To do =>
Only the number is wanted: how many lines of the listing below contain "generation"?

Listed entries =>
Content starts

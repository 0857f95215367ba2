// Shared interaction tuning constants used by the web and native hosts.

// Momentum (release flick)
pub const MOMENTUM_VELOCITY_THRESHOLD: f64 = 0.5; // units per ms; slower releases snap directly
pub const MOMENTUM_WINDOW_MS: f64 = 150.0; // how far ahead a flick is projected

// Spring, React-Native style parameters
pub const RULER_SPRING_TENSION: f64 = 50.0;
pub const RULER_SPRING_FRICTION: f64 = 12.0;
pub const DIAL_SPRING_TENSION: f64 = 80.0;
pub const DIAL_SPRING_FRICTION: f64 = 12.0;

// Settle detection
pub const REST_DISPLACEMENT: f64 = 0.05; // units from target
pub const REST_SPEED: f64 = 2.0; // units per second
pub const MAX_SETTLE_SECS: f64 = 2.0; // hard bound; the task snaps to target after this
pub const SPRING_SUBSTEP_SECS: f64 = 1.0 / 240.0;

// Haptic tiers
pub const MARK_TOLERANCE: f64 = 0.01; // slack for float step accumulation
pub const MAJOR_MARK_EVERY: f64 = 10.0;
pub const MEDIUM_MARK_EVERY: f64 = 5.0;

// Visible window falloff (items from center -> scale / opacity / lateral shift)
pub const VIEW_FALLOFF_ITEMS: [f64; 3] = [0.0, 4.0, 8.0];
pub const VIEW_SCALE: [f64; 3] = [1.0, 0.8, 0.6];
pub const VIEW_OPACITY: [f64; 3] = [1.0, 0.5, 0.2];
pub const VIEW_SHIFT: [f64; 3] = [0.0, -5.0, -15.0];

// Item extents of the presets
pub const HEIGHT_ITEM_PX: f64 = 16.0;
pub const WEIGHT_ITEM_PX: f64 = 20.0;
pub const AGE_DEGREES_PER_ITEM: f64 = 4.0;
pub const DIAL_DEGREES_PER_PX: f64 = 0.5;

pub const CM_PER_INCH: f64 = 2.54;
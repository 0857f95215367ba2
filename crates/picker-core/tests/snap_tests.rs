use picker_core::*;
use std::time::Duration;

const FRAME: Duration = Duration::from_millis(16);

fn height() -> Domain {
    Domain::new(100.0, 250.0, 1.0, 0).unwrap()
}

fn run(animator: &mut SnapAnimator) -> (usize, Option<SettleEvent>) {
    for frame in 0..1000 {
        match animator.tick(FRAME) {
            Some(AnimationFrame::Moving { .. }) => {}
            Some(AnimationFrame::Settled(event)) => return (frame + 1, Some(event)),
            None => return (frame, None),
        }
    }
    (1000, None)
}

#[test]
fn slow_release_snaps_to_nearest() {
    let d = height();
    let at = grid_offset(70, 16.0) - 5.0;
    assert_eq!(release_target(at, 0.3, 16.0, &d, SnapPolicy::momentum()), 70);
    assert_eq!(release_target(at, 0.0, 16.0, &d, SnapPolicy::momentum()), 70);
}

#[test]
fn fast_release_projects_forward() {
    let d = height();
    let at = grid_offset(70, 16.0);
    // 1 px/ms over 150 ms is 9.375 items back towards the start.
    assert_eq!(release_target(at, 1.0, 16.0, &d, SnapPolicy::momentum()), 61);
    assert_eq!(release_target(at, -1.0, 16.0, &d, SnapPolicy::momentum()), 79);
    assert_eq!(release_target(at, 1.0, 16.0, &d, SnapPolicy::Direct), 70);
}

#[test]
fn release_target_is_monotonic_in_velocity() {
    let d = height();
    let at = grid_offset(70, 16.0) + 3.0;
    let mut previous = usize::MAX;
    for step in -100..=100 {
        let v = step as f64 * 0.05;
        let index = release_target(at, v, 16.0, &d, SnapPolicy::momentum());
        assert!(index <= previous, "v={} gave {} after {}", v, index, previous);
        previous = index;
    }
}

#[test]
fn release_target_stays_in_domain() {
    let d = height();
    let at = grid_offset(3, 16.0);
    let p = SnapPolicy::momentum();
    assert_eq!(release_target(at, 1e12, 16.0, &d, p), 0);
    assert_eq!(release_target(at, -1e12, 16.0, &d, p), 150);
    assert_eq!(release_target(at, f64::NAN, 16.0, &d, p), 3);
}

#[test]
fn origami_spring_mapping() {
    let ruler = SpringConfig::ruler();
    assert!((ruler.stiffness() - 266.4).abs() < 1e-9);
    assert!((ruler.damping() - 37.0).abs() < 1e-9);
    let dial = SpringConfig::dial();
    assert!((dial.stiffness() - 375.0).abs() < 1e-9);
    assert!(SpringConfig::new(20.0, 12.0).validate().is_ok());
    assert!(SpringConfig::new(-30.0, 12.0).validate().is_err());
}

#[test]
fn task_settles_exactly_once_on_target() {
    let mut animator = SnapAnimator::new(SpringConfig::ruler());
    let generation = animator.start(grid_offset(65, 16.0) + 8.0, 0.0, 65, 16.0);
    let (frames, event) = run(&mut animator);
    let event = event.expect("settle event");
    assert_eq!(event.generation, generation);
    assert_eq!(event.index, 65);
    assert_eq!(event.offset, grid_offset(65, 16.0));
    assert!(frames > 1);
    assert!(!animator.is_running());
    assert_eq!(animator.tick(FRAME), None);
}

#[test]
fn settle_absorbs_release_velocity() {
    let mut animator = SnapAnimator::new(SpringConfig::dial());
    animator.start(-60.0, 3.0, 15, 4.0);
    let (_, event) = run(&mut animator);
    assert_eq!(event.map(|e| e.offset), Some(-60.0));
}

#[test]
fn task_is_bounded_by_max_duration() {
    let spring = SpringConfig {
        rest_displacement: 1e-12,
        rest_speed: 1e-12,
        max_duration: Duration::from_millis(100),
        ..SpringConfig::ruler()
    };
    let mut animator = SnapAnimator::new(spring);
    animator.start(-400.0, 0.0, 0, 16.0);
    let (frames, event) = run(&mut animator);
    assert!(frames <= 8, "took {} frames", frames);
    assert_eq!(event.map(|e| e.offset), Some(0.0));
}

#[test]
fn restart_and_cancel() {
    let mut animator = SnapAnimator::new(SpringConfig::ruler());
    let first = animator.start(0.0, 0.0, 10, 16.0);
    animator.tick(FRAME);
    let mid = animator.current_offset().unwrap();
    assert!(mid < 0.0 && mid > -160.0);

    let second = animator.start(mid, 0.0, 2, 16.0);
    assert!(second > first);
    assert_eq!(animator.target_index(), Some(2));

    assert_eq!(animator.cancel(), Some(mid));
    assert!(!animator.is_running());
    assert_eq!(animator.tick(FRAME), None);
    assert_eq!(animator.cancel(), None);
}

Content ends

Answer space =>
2